The On-line Journal of Mary Esther Malloy

Setting Limits with Toddlers

Patricia (left) and April (right) when their daughters were still babes-in arms in our Moms Group. Photo by Melody Moore Photography

Nine days after she gave birth, April and her newly born daughter joined my moms group.

Her daughter is now two-and-a-half years old. As expected, she has the strong opinions and big feelings that parents of any toddler will recognize. April and her friend, Patricia, were recently discussing their toddlers’ epic resistance to mom’s best laid plans. They decided to reach out to me about doing a workshop on setting limits with toddlers.

We set a December date and I assigned participating parents mini-presentations from Patty Wipfler’s new book, Listen.

As it happened, on the day of the workshop I was coming off back-to-back births as a doula –  more or less 24 hours ON with two different families. With gratitude that I wasn’t solely responsible for the evening’s theory talk, I made my way to beloved Bread and Yoga and a roomful of parents of toddlers.

We opened the evening and I asked everyone to share a memory from their own childhood of “warm authority.”

We then turned to the night’s theory. I won’t recap the discussion here, but I’ll share an experiment April described. Of late, her daughter has been afraid of the dark, pitching battles around shutting off the lights at night. After reading Listen, April tried something different. She went through the bedtime routine and then calmly told her daughter that she’d soon be shutting off the lights. Her daughter started crying. Instead of reasoning, ignoring, bribing, or reprimanding, she stayed close to her daughter and listened to her daughter’s upset. April made no move toward the lights but when her daughter’s crying subsided, she again said that she’d soon be shutting off the lights. Her daughter again burst into tears and once more April stayed close and listened to the tears.

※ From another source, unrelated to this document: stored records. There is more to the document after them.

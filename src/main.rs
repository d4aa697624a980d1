use clap::{Arg, ArgAction, Command};
use std::error::Error;
use std::path::PathBuf;
use tokio::net::TcpListener;
use tokio::signal::unix::{signal, SignalKind};

use verm::config::Config;
use verm::logging::*;
use verm::server::{serve, VermServer};
use verm::PeerAddress;

fn cli() -> Command {
	Command::new("verm")
		.version(env!("CARGO_PKG_VERSION"))
		.about("Content-addressed, replicating HTTP blob store")
		.arg(
			Arg::new("data")
				.short('d')
				.long("data")
				.value_name("DIR")
				.env("VERM_DATA")
				.help("Sets the root data directory.  Must be fully-qualified (ie. it must start with a /)."),
		)
		.arg(
			Arg::new("listen")
				.short('l')
				.long("listen")
				.value_name("ADDRESS")
				.env("VERM_LISTEN")
				.help("Listen on the given IP address.  Default: listen on all network interfaces."),
		)
		.arg(
			Arg::new("port")
				.short('p')
				.long("port")
				.value_name("PORT")
				.env("VERM_PORT")
				.value_parser(clap::value_parser!(u16))
				.help("Listen on the given port."),
		)
		.arg(
			Arg::new("mime-types-file")
				.short('m')
				.long("mime-types-file")
				.value_name("FILE")
				.env("VERM_MIME_TYPES_FILE")
				.help("Load MIME content-types from the given file."),
		)
		.arg(
			Arg::new("replicate-to")
				.short('r')
				.long("replicate-to")
				.value_name("HOST[:PORT]")
				.env("VERM_REPLICATE_TO")
				.action(ArgAction::Append)
				.help("Replicate files to the given Verm server.  May be given multiple times, or comma-separated."),
		)
		.arg(
			Arg::new("replication-workers")
				.long("replication-workers")
				.value_name("N")
				.env("VERM_REPLICATION_WORKERS")
				.value_parser(clap::value_parser!(usize))
				.help("Number of replication workers per target.  Default: the number of CPUs."),
		)
		.arg(
			Arg::new("health-check-path")
				.long("health-check-path")
				.value_name("PATH")
				.env("VERM_HEALTH_CHECK_PATH")
				.help("Respond to the given path for load-balancer health checks."),
		)
		.arg(
			Arg::new("healthy-if-file")
				.long("healthy-if-file")
				.value_name("FILE")
				.env("VERM_HEALTHY_IF_FILE")
				.help("Only respond healthy to health checks if the given file exists."),
		)
		.arg(
			Arg::new("healthy-unless-file")
				.long("healthy-unless-file")
				.value_name("FILE")
				.env("VERM_HEALTHY_UNLESS_FILE")
				.help("Respond unhealthy to health checks if the given file exists."),
		)
		.arg(
			Arg::new("quiet")
				.short('q')
				.long("quiet")
				.env("VERM_QUIET")
				.action(ArgAction::SetTrue)
				.help("Quiet mode.  Don't print startup/shutdown/request log messages."),
		)
}

#[tokio::main]
async fn main() -> Result<(), Box<dyn Error>> {
	let matches = cli().get_matches();
	init_tracing();

	let mut config = Config::default();
	if let Some(data) = matches.get_one::<String>("data") {
		config.root_data_dir = PathBuf::from(data);
	}
	if let Some(listen) = matches.get_one::<String>("listen") {
		config.listen_address = listen.clone();
	}
	if let Some(port) = matches.get_one::<u16>("port") {
		config.port = *port;
	}
	if let Some(mime_file) = matches.get_one::<String>("mime-types-file") {
		config.mime_types_file = PathBuf::from(mime_file);
	}
	if let Some(targets) = matches.get_many::<String>("replicate-to") {
		config.replication_targets =
			targets.flat_map(|value| PeerAddress::parse_list(value)).collect();
	}
	if let Some(workers) = matches.get_one::<usize>("replication-workers") {
		config.replication_workers = *workers;
	}
	if let Some(path) = matches.get_one::<String>("health-check-path") {
		config.health_check_path = path.clone();
	}
	if let Some(file) = matches.get_one::<String>("healthy-if-file") {
		config.healthy_if_file = file.clone();
	}
	if let Some(file) = matches.get_one::<String>("healthy-unless-file") {
		config.healthy_unless_file = file.clone();
	}
	config.quiet = matches.get_flag("quiet");

	let server = VermServer::new(&config)?;
	server.start_replication();

	// SIGUSR1 requests a resync round on every peer
	let mut usr1 = signal(SignalKind::user_defined1())?;
	let peers = server.peers.clone();
	tokio::spawn(async move {
		while usr1.recv().await.is_some() {
			info!("received SIGUSR1, requesting resync to all replication targets");
			peers.request_resync_all();
		}
	});

	// SIGUSR2 dumps a diagnostic snapshot
	let mut usr2 = signal(SignalKind::user_defined2())?;
	let diagnostic = server.clone();
	tokio::spawn(async move {
		while usr2.recv().await.is_some() {
			info!("open connections: {}", diagnostic.statistics.connections_current.get());
			for peer in diagnostic.peers.peers() {
				info!("replication backlog for {}: {}", peer.address, peer.unfinished_jobs());
			}
		}
	});

	let mut interrupt = signal(SignalKind::interrupt())?;
	let mut terminate = signal(SignalKind::terminate())?;
	let shutdown = async move {
		tokio::select! {
			_ = interrupt.recv() => info!("received SIGINT, shutting down"),
			_ = terminate.recv() => info!("received SIGTERM, shutting down"),
		}
	};

	let listener = TcpListener::bind((config.listen_address.as_str(), config.port)).await?;
	if !config.quiet {
		info!(
			"verm listening on http://{}:{}, data in {}",
			config.listen_address,
			config.port,
			config.root_data_dir.display()
		);
	}

	serve(server, listener, shutdown).await;
	Ok(())
}

// vim: ts=4
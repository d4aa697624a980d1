//! End-to-end tests running real server instances on ephemeral ports:
//! asynchronous replication of new uploads, resync reconciliation, and
//! transparent read forwarding.

use std::sync::Arc;
use std::time::Duration;

use tempfile::TempDir;
use tokio::net::TcpListener;

use verm::config::Config;
use verm::server::{serve, VermServer};
use verm::PeerAddress;

#[allow(dead_code)]
struct TestInstance {
	root: TempDir,
	server: Arc<VermServer>,
	port: u16,
	shutdown_tx: tokio::sync::oneshot::Sender<()>,
}

impl TestInstance {
	fn url(&self, path: &str) -> String {
		format!("http://127.0.0.1:{}{}", self.port, path)
	}
}

async fn start_instance(peers: &str) -> TestInstance {
	let root = TempDir::new().unwrap();
	let mut config = Config::default();
	config.root_data_dir = root.path().to_path_buf();
	config.mime_types_file = "/nonexistent/mime.types".into();
	config.replication_workers = 2;
	config.quiet = true;
	if !peers.is_empty() {
		config.replication_targets = PeerAddress::parse_list(peers);
	}

	let server = VermServer::new(&config).unwrap();
	server.start_replication();

	let listener = TcpListener::bind("127.0.0.1:0").await.unwrap();
	let port = listener.local_addr().unwrap().port();
	let (shutdown_tx, shutdown_rx) = tokio::sync::oneshot::channel::<()>();
	let serving = server.clone();
	tokio::spawn(async move {
		serve(serving, listener, async {
			let _ = shutdown_rx.await;
		})
		.await;
	});

	TestInstance { root, server, port, shutdown_tx }
}

async fn wait_for_200(client: &reqwest::Client, url: &str) -> reqwest::Response {
	for _ in 0..100 {
		if let Ok(resp) = client.get(url).send().await {
			if resp.status() == reqwest::StatusCode::OK {
				return resp;
			}
		}
		tokio::time::sleep(Duration::from_millis(100)).await;
	}
	panic!("timed out waiting for 200 from {}", url);
}

#[tokio::test]
async fn test_new_uploads_replicate_to_peer() {
	let replica = start_instance("").await;
	let origin = start_instance(&format!("127.0.0.1:{}", replica.port)).await;

	let client = reqwest::Client::new();
	let response = client
		.post(origin.url("/test"))
		.header("Content-Type", "text/plain")
		.body("hello")
		.send()
		.await
		.unwrap();
	assert_eq!(response.status().as_u16(), 201);
	let location = response.headers()["location"].to_str().unwrap().to_string();

	// the replication worker pushes the blob across in the background
	let served = wait_for_200(&client, &replica.url(&location)).await;
	assert_eq!(served.bytes().await.unwrap().as_ref(), b"hello");

	// and the replica's copy is byte-identical on disk
	let stored = replica.root.path().join(location.trim_start_matches('/'));
	assert_eq!(std::fs::read(&stored).unwrap(), b"hello");
}

#[tokio::test]
async fn test_resync_reconciles_missing_files() {
	let replica = start_instance("").await;
	let origin = start_instance(&format!("127.0.0.1:{}", replica.port)).await;

	// learn the canonical location without touching either instance
	let scratch = start_instance("").await;
	let client = reqwest::Client::new();
	let response = client
		.post(scratch.url("/files"))
		.header("Content-Type", "text/plain")
		.body("resync payload")
		.send()
		.await
		.unwrap();
	let location = response.headers()["location"].to_str().unwrap().to_string();

	// drop the blob straight into the origin's tree, bypassing the upload
	// path, so nothing was ever enqueued for it
	let on_disk = origin.root.path().join(location.trim_start_matches('/'));
	std::fs::create_dir_all(on_disk.parent().unwrap()).unwrap();
	std::fs::write(&on_disk, b"resync payload").unwrap();

	origin.server.peers.request_resync_all();

	let served = wait_for_200(&client, &replica.url(&location)).await;
	assert_eq!(served.bytes().await.unwrap().as_ref(), b"resync payload");
}

#[tokio::test]
async fn test_reads_forward_to_peers() {
	let replica = start_instance("").await;
	let origin = start_instance(&format!("127.0.0.1:{}", replica.port)).await;

	// the blob exists only on the replica
	let client = reqwest::Client::new();
	let response = client
		.post(replica.url("/test"))
		.header("Content-Type", "text/plain")
		.body("hello")
		.send()
		.await
		.unwrap();
	let location = response.headers()["location"].to_str().unwrap().to_string();

	let forwarded = client.get(origin.url(&location)).send().await.unwrap();
	assert_eq!(forwarded.status().as_u16(), 200);
	assert_eq!(
		forwarded.headers()["content-type"].to_str().unwrap(),
		"text/plain; charset=utf-8"
	);
	assert_eq!(forwarded.bytes().await.unwrap().as_ref(), b"hello");

	// suppressing forwarding turns the same request into a local miss
	let suppressed =
		client.get(format!("{}?forward=0", origin.url(&location))).send().await.unwrap();
	assert_eq!(suppressed.status().as_u16(), 404);
}

#[tokio::test]
async fn test_graceful_shutdown_stops_accepting() {
	let instance = start_instance("").await;
	let client = reqwest::Client::builder().timeout(Duration::from_secs(2)).build().unwrap();

	let response = client.get(instance.url("/_statistics")).send().await.unwrap();
	assert_eq!(response.status().as_u16(), 200);

	let TestInstance { root: _root, server: _server, port, shutdown_tx } = instance;
	shutdown_tx.send(()).unwrap();

	// once the accept loop winds down, new connections are refused
	for _ in 0..100 {
		let url = format!("http://127.0.0.1:{}/_statistics", port);
		if client.get(&url).send().await.is_err() {
			return;
		}
		tokio::time::sleep(Duration::from_millis(50)).await;
	}
	panic!("server kept accepting connections after shutdown");
}

// vim: ts=4
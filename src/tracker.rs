//! Live-connection tracking and two-phase graceful shutdown
//!
//! A single task owns the set of open connections; opens, closes, and the
//! shutdown request all arrive as messages. Shutdown first half-closes the
//! read side of every connection, so no new requests arrive but in-flight
//! responses finish; connections still alive at the deadline are closed hard.

use std::collections::HashMap;
use std::os::fd::RawFd;
use std::sync::atomic::{AtomicU64, Ordering};
use std::time::Duration;

use tokio::sync::{mpsc, oneshot};

use crate::logging::*;

enum Event {
	Opened(u64, RawFd),
	Closed(u64),
	Shutdown(Duration, oneshot::Sender<()>),
}

/// Handle to the tracking task; cheap to share
pub struct ConnectionTracker {
	events: mpsc::UnboundedSender<Event>,
	next_id: AtomicU64,
}

impl ConnectionTracker {
	pub fn new() -> ConnectionTracker {
		let (events, rx) = mpsc::unbounded_channel();
		tokio::spawn(track(rx));
		ConnectionTracker { events, next_id: AtomicU64::new(1) }
	}

	/// Register a newly accepted connection; returns the id to close it with
	pub fn opened(&self, fd: RawFd) -> u64 {
		let id = self.next_id.fetch_add(1, Ordering::Relaxed);
		let _ = self.events.send(Event::Opened(id, fd));
		id
	}

	pub fn closed(&self, id: u64) {
		let _ = self.events.send(Event::Closed(id));
	}

	/// Stop accepting request bytes on every connection, wait for in-flight
	/// responses up to `timeout`, then force-close the stragglers. Returns
	/// once every tracked connection is gone.
	pub async fn shutdown(&self, timeout: Duration) {
		let (done, finished) = oneshot::channel();
		if self.events.send(Event::Shutdown(timeout, done)).is_ok() {
			let _ = finished.await;
		}
	}

	/// True once the tracking task has exited
	pub fn is_closed(&self) -> bool {
		self.events.is_closed()
	}
}

impl Default for ConnectionTracker {
	fn default() -> Self {
		Self::new()
	}
}

async fn track(mut events: mpsc::UnboundedReceiver<Event>) {
	let mut connections: HashMap<u64, RawFd> = HashMap::new();
	let mut finished: Option<oneshot::Sender<()>> = None;
	let mut deadline: Option<std::pin::Pin<Box<tokio::time::Sleep>>> = None;

	loop {
		tokio::select! {
			event = events.recv() => match event {
				Some(Event::Opened(id, fd)) => {
					connections.insert(id, fd);
				}
				Some(Event::Closed(id)) => {
					connections.remove(&id);
				}
				Some(Event::Shutdown(timeout, done)) => {
					debug!("shutting down {} open connections", connections.len());
					finished = Some(done);
					deadline = Some(Box::pin(tokio::time::sleep(timeout)));
					for fd in connections.values() {
						shutdown_read(*fd);
					}
				}
				None => return,
			},
			_ = async { deadline.as_mut().unwrap().await }, if deadline.is_some() => {
				warn!("forcing {} connections closed at shutdown deadline", connections.len());
				for fd in connections.values() {
					shutdown_both(*fd);
				}
				deadline = None;
			}
		}

		if finished.is_some() && connections.is_empty() {
			if let Some(done) = finished.take() {
				let _ = done.send(());
			}
			return;
		}
	}
}

/// Half-close the read side of a socket so the client can't start another
/// request, while the response in flight still goes out.
#[allow(unsafe_code)] // safe wrapper around system call
fn shutdown_read(fd: RawFd) {
	// SAFETY: shutdown() only changes the socket's state; it never closes or
	// reuses the descriptor, so a stale fd is at worst a no-op error.
	unsafe {
		libc::shutdown(fd, libc::SHUT_RD);
	}
}

/// Tear a socket down in both directions, failing any in-flight IO.
#[allow(unsafe_code)] // safe wrapper around system call
fn shutdown_both(fd: RawFd) {
	// SAFETY: as above, shutdown() does not invalidate the descriptor.
	unsafe {
		libc::shutdown(fd, libc::SHUT_RDWR);
	}
}


// vim: ts=4
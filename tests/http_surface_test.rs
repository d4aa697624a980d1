use std::io::{Read, Write};
use std::path::Path;

use axum::body::Body;
use axum::Router;
use http::header::{
	ACCEPT_ENCODING, CONTENT_ENCODING, CONTENT_RANGE, CONTENT_TYPE, ETAG, IF_NONE_MATCH, LOCATION,
	RANGE,
};
use http::{Method, Request, StatusCode};
use tempfile::TempDir;
use tower::ServiceExt;

use verm::config::Config;
use verm::server::{router, VermServer};
use verm::PeerAddress;

fn test_router(root: &Path, configure: impl FnOnce(&mut Config)) -> Router {
	let mut config = Config::default();
	config.root_data_dir = root.to_path_buf();
	config.mime_types_file = "/nonexistent/mime.types".into();
	config.replication_workers = 2;
	configure(&mut config);
	router(VermServer::new(&config).unwrap())
}

fn gzip(data: &[u8]) -> Vec<u8> {
	let mut encoder = flate2::write::GzEncoder::new(Vec::new(), flate2::Compression::default());
	encoder.write_all(data).unwrap();
	encoder.finish().unwrap()
}

fn gunzip(data: &[u8]) -> Vec<u8> {
	let mut decoded = Vec::new();
	flate2::read::GzDecoder::new(data).read_to_end(&mut decoded).unwrap();
	decoded
}

async fn body_bytes(response: axum::response::Response) -> Vec<u8> {
	axum::body::to_bytes(response.into_body(), usize::MAX).await.unwrap().to_vec()
}

fn header<'a>(response: &'a axum::response::Response, name: http::HeaderName) -> Option<&'a str> {
	response.headers().get(name).and_then(|v| v.to_str().ok())
}

#[tokio::test]
async fn test_upload_form_is_served_at_root() {
	let root = TempDir::new().unwrap();
	let app = test_router(root.path(), |_| {});

	let response =
		app.oneshot(Request::get("/").body(Body::empty()).unwrap()).await.unwrap();
	assert_eq!(response.status(), StatusCode::OK);
	let body = String::from_utf8(body_bytes(response).await).unwrap();
	assert!(body.contains("<form method='post' enctype='multipart/form-data'>"));
	assert!(body.contains("name='uploaded_file'"));
}

#[tokio::test]
async fn test_post_then_get_round_trip() {
	let root = TempDir::new().unwrap();
	let app = test_router(root.path(), |_| {});

	let response = app
		.clone()
		.oneshot(
			Request::post("/test")
				.header(CONTENT_TYPE, "text/plain")
				.body(Body::from("hello"))
				.unwrap(),
		)
		.await
		.unwrap();
	assert_eq!(response.status(), StatusCode::CREATED);
	let location = header(&response, LOCATION).unwrap().to_string();
	assert!(location.starts_with("/test/"));
	assert!(location.ends_with(".txt"));

	let response = app
		.clone()
		.oneshot(Request::get(location.as_str()).body(Body::empty()).unwrap())
		.await
		.unwrap();
	assert_eq!(response.status(), StatusCode::OK);
	assert_eq!(header(&response, CONTENT_TYPE), Some("text/plain; charset=utf-8"));
	assert_eq!(header(&response, ETAG), Some(location.as_str()));
	assert_eq!(body_bytes(response).await, b"hello");

	// conditional request against the constant etag
	let response = app
		.clone()
		.oneshot(
			Request::get(location.as_str())
				.header(IF_NONE_MATCH, &location)
				.body(Body::empty())
				.unwrap(),
		)
		.await
		.unwrap();
	assert_eq!(response.status(), StatusCode::NOT_MODIFIED);

	// HEAD returns the same metadata and no body
	let response = app
		.clone()
		.oneshot(
			Request::builder()
				.method(Method::HEAD)
				.uri(location.as_str())
				.body(Body::empty())
				.unwrap(),
		)
		.await
		.unwrap();
	assert_eq!(response.status(), StatusCode::OK);
	assert_eq!(header(&response, http::header::CONTENT_LENGTH), Some("5"));
	assert!(body_bytes(response).await.is_empty());

	// single byte ranges are honored
	let response = app
		.clone()
		.oneshot(
			Request::get(location.as_str())
				.header(RANGE, "bytes=1-3")
				.body(Body::empty())
				.unwrap(),
		)
		.await
		.unwrap();
	assert_eq!(response.status(), StatusCode::PARTIAL_CONTENT);
	assert_eq!(header(&response, CONTENT_RANGE), Some("bytes 1-3/5"));
	assert_eq!(body_bytes(response).await, b"ell");
}

#[tokio::test]
async fn test_gzip_stored_blob_serving() {
	let root = TempDir::new().unwrap();
	let app = test_router(root.path(), |_| {});

	let response = app
		.clone()
		.oneshot(
			Request::post("/test")
				.header(CONTENT_TYPE, "text/plain")
				.header(CONTENT_ENCODING, "gzip")
				.body(Body::from(gzip(b"hello")))
				.unwrap(),
		)
		.await
		.unwrap();
	assert_eq!(response.status(), StatusCode::CREATED);
	let location = header(&response, LOCATION).unwrap().to_string();

	// a client that accepts gzip gets the stored bytes as-is
	let response = app
		.clone()
		.oneshot(Request::get(location.as_str()).body(Body::empty()).unwrap())
		.await
		.unwrap();
	assert_eq!(response.status(), StatusCode::OK);
	assert_eq!(header(&response, CONTENT_ENCODING), Some("gzip"));
	assert_eq!(gunzip(&body_bytes(response).await), b"hello");

	// a client that doesn't gets the decoded stream
	let response = app
		.clone()
		.oneshot(
			Request::get(location.as_str())
				.header(ACCEPT_ENCODING, "identity")
				.body(Body::empty())
				.unwrap(),
		)
		.await
		.unwrap();
	assert_eq!(response.status(), StatusCode::OK);
	assert_eq!(header(&response, CONTENT_ENCODING), None);
	assert_eq!(body_bytes(response).await, b"hello");
}

#[tokio::test]
async fn test_post_redirect_parameter() {
	let root = TempDir::new().unwrap();
	let app = test_router(root.path(), |_| {});

	let response = app
		.oneshot(
			Request::post("/test?redirect=1")
				.header(CONTENT_TYPE, "text/plain")
				.body(Body::from("hello"))
				.unwrap(),
		)
		.await
		.unwrap();
	assert_eq!(response.status(), StatusCode::SEE_OTHER);
	assert!(header(&response, LOCATION).unwrap().starts_with("/test/"));
}

#[tokio::test]
async fn test_unknown_paths_are_404() {
	let root = TempDir::new().unwrap();
	let app = test_router(root.path(), |_| {});

	let response = app
		.oneshot(Request::get("/test/absent.txt").body(Body::empty()).unwrap())
		.await
		.unwrap();
	assert_eq!(response.status(), StatusCode::NOT_FOUND);
}

#[tokio::test]
async fn test_unsupported_method_is_405() {
	let root = TempDir::new().unwrap();
	let app = test_router(root.path(), |_| {});

	let response = app
		.oneshot(Request::delete("/test/file.txt").body(Body::empty()).unwrap())
		.await
		.unwrap();
	assert_eq!(response.status(), StatusCode::METHOD_NOT_ALLOWED);
}

#[tokio::test]
async fn test_put_with_wrong_location_is_422() {
	let root = TempDir::new().unwrap();
	let app = test_router(root.path(), |_| {});

	let bogus = format!("/foo/AB/C{}", "x".repeat(40));
	let response = app
		.oneshot(
			Request::put(bogus.as_str())
				.header(CONTENT_TYPE, "application/octet-stream")
				.body(Body::from("hello"))
				.unwrap(),
		)
		.await
		.unwrap();
	assert_eq!(response.status(), StatusCode::UNPROCESSABLE_ENTITY);
}

#[tokio::test]
async fn test_missing_file_exchange() {
	let root = TempDir::new().unwrap();
	std::fs::create_dir_all(root.path().join("grp/AB")).unwrap();
	std::fs::write(root.path().join("grp/AB/Cpresent.txt"), b"here").unwrap();
	std::fs::write(root.path().join("grp/AB/Cpacked.txt.gz"), b"here gz").unwrap();
	let app = test_router(root.path(), |_| {});

	let manifest = "/grp/AB/Cpresent.txt\r\n/grp/AB/Cpacked.txt\r\n/grp/AB/Cabsent.txt\r\n";

	// gzip in, gzip out by default
	let response = app
		.clone()
		.oneshot(
			Request::put("/_missing")
				.header(CONTENT_TYPE, "text/plain")
				.header(CONTENT_ENCODING, "gzip")
				.body(Body::from(gzip(manifest.as_bytes())))
				.unwrap(),
		)
		.await
		.unwrap();
	assert_eq!(response.status(), StatusCode::OK);
	assert_eq!(header(&response, CONTENT_ENCODING), Some("gzip"));
	assert_eq!(gunzip(&body_bytes(response).await), b"/grp/AB/Cabsent.txt\r\n");

	// identity in, identity out when the client asks for it
	let response = app
		.clone()
		.oneshot(
			Request::put("/_missing")
				.header(CONTENT_TYPE, "text/plain")
				.header(ACCEPT_ENCODING, "identity")
				.body(Body::from(manifest))
				.unwrap(),
		)
		.await
		.unwrap();
	assert_eq!(response.status(), StatusCode::OK);
	assert_eq!(header(&response, CONTENT_ENCODING), None);
	assert_eq!(body_bytes(response).await, b"/grp/AB/Cabsent.txt\r\n");

	// unsupported manifest encodings are rejected
	let response = app
		.oneshot(
			Request::put("/_missing")
				.header(CONTENT_TYPE, "text/plain")
				.header(CONTENT_ENCODING, "br")
				.body(Body::from(manifest))
				.unwrap(),
		)
		.await
		.unwrap();
	assert_eq!(response.status(), StatusCode::BAD_REQUEST);
}

#[tokio::test]
async fn test_statistics_endpoint() {
	let root = TempDir::new().unwrap();
	let app = test_router(root.path(), |config| {
		config.replication_targets = PeerAddress::parse_list("replica1:3404");
	});

	// drive a request through so a counter moves
	let response = app
		.clone()
		.oneshot(Request::get("/test/absent.txt").body(Body::empty()).unwrap())
		.await
		.unwrap();
	assert_eq!(response.status(), StatusCode::NOT_FOUND);

	let response = app
		.oneshot(Request::get("/_statistics").body(Body::empty()).unwrap())
		.await
		.unwrap();
	assert_eq!(response.status(), StatusCode::OK);
	let body = String::from_utf8(body_bytes(response).await).unwrap();
	assert!(body.contains("# TYPE verm_get_requests_total counter"));
	assert!(body.contains("verm_get_requests_total 1"));
	assert!(body.contains("verm_get_requests_not_found_total 1"));
	assert!(body.contains("verm_replication_queue_length{target=\"replica1:3404\"} 0"));
}

#[tokio::test]
async fn test_health_check_files() {
	let root = TempDir::new().unwrap();
	let gate = root.path().join("up");
	let gate_str = gate.to_string_lossy().to_string();
	let app = test_router(root.path(), |config| {
		config.health_check_path = "healthz".to_string();
		config.healthy_if_file = gate_str.clone();
	});

	let response = app
		.clone()
		.oneshot(Request::get("/healthz").body(Body::empty()).unwrap())
		.await
		.unwrap();
	assert_eq!(response.status(), StatusCode::SERVICE_UNAVAILABLE);

	std::fs::write(&gate, b"").unwrap();
	let response = app
		.oneshot(Request::get("/healthz").body(Body::empty()).unwrap())
		.await
		.unwrap();
	assert_eq!(response.status(), StatusCode::OK);
	assert_eq!(body_bytes(response).await, b"Online\n");
}

// vim: ts=4
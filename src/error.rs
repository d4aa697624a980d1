//! Error types for verm operations

use std::error::Error;
use std::fmt;
use std::io;

/// Main error type for the upload and serving paths
///
/// Every variant maps to exactly one HTTP status code via [`VermError::status_code`],
/// so handlers can surface errors without per-site match arms.
#[derive(Debug)]
pub enum VermError {
	/// Content-Encoding other than identity or gzip
	UnsupportedEncoding { encoding: String },

	/// Malformed gzip in a request body or stored file
	DecodeFailure { message: String },

	/// A replicated PUT's path disagrees with the recomputed hash location
	WrongLocation { location: String },

	/// Transport error while reading the request body
	ReadBodyFailure { message: String },

	/// Cannot create a directory, tempfile, or link, or stat a file
	Filesystem(io::Error),

	/// The file is absent locally and on all peers (or forwarding was disabled)
	NotFound,

	/// Verb outside GET/HEAD/POST/PUT
	MethodNotSupported,
}

impl VermError {
	/// The HTTP status this error surfaces as
	pub fn status_code(&self) -> u16 {
		match self {
			VermError::UnsupportedEncoding { .. } => 400,
			VermError::DecodeFailure { .. } => 500,
			VermError::WrongLocation { .. } => 422,
			VermError::ReadBodyFailure { .. } => 500,
			VermError::Filesystem(_) => 500,
			VermError::NotFound => 404,
			VermError::MethodNotSupported => 405,
		}
	}
}

impl fmt::Display for VermError {
	fn fmt(&self, f: &mut fmt::Formatter<'_>) -> fmt::Result {
		match self {
			VermError::UnsupportedEncoding { encoding } => {
				write!(f, "Don't know how to decode {}", encoding)
			}
			VermError::DecodeFailure { message } => {
				write!(f, "Couldn't decompress stream: {}", message)
			}
			VermError::WrongLocation { location } => {
				write!(f, "{} is not the correct location, is the file corrupt?", location)
			}
			VermError::ReadBodyFailure { message } => {
				write!(f, "Couldn't read request body: {}", message)
			}
			VermError::Filesystem(e) => write!(f, "Filesystem error: {}", e),
			VermError::NotFound => write!(f, "File not found"),
			VermError::MethodNotSupported => write!(f, "Method not supported"),
		}
	}
}

impl Error for VermError {}

impl From<io::Error> for VermError {
	fn from(e: io::Error) -> Self {
		// flate2 reports malformed input through io::Error with InvalidInput/InvalidData
		match e.kind() {
			io::ErrorKind::InvalidInput | io::ErrorKind::InvalidData => {
				VermError::DecodeFailure { message: e.to_string() }
			}
			_ => VermError::Filesystem(e),
		}
	}
}

impl From<axum::Error> for VermError {
	fn from(e: axum::Error) -> Self {
		VermError::ReadBodyFailure { message: e.to_string() }
	}
}

impl From<axum::extract::multipart::MultipartError> for VermError {
	fn from(e: axum::extract::multipart::MultipartError) -> Self {
		VermError::ReadBodyFailure { message: e.to_string() }
	}
}

#[cfg(test)]
mod tests {
	use super::*;

	#[test]
	fn test_status_codes() {
		assert_eq!(VermError::UnsupportedEncoding { encoding: "br".into() }.status_code(), 400);
		assert_eq!(VermError::WrongLocation { location: "/x".into() }.status_code(), 422);
		assert_eq!(VermError::NotFound.status_code(), 404);
		assert_eq!(VermError::MethodNotSupported.status_code(), 405);
		assert_eq!(
			VermError::Filesystem(io::Error::new(io::ErrorKind::PermissionDenied, "nope"))
				.status_code(),
			500
		);
	}

	#[test]
	fn test_io_error_classification() {
		let decode: VermError = io::Error::new(io::ErrorKind::InvalidData, "bad gzip").into();
		assert!(matches!(decode, VermError::DecodeFailure { .. }));

		let fs: VermError = io::Error::new(io::ErrorKind::NotFound, "missing").into();
		assert!(matches!(fs, VermError::Filesystem(_)));
	}
}

// vim: ts=4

Again, the tears stopped and April said she’d soon shut off the lights. This went on until finally her daughter asked if she could shut off the lights. Together, April and her daughter switched off the lights and her daughter fell asleep.

April held the line. She was not permissive. The lights were going off. And yet she hung in close with her daughter’s feelings about the limit.  The opportunity to cry her way through an upset shifted something for April’s daughter: perhaps a fear of the dark, maybe tension around sleeping alone, or possibly some accumulated upset from a day in the life of a toddler – who really knows? The point is that April gave her daughter a chance to work through big, upsetting feelings by holding a limit and offering warm attention.

It is my experience that when we can offer our children this kind of limit-setting, it is a gift. We are rewarded with increased closeness and the pleasure of helping our children move through their hardest feelings.

But, you say, it is wildly challenging for parents to handle all this intensity! You are right. Toddlerhood is the time many parents lose track of the best self they thought they’d always be with their children. With the strain of long work days, seemingly endless days alone with young children, a lack time for self-care and the company of fellow parents, our reserves for our children’s struggles can be distressingly low. Let’s be honest, if you have a toddler, you know a lot about big emotions: theirs, of course, but yours too.

For parents to set limits with this kind of loving attention, we need to refill the tank of our own well-being. We, too, need to be listened to. And this is what I’ve been attempting to do for the past decade and a half with my moms groups: create community for new parents to share their biggest feelings about the work of parenting and – because it informs so much – what it was like to be a young person themselves.

We closed the workshop by listening to each other, putting our theory to the test. The moms present talked, cried, laughed, ranted, and confessed. It was a moving go-around of good people wanting the best for themselves and their families, relieved of the burden of isolation for a few hours.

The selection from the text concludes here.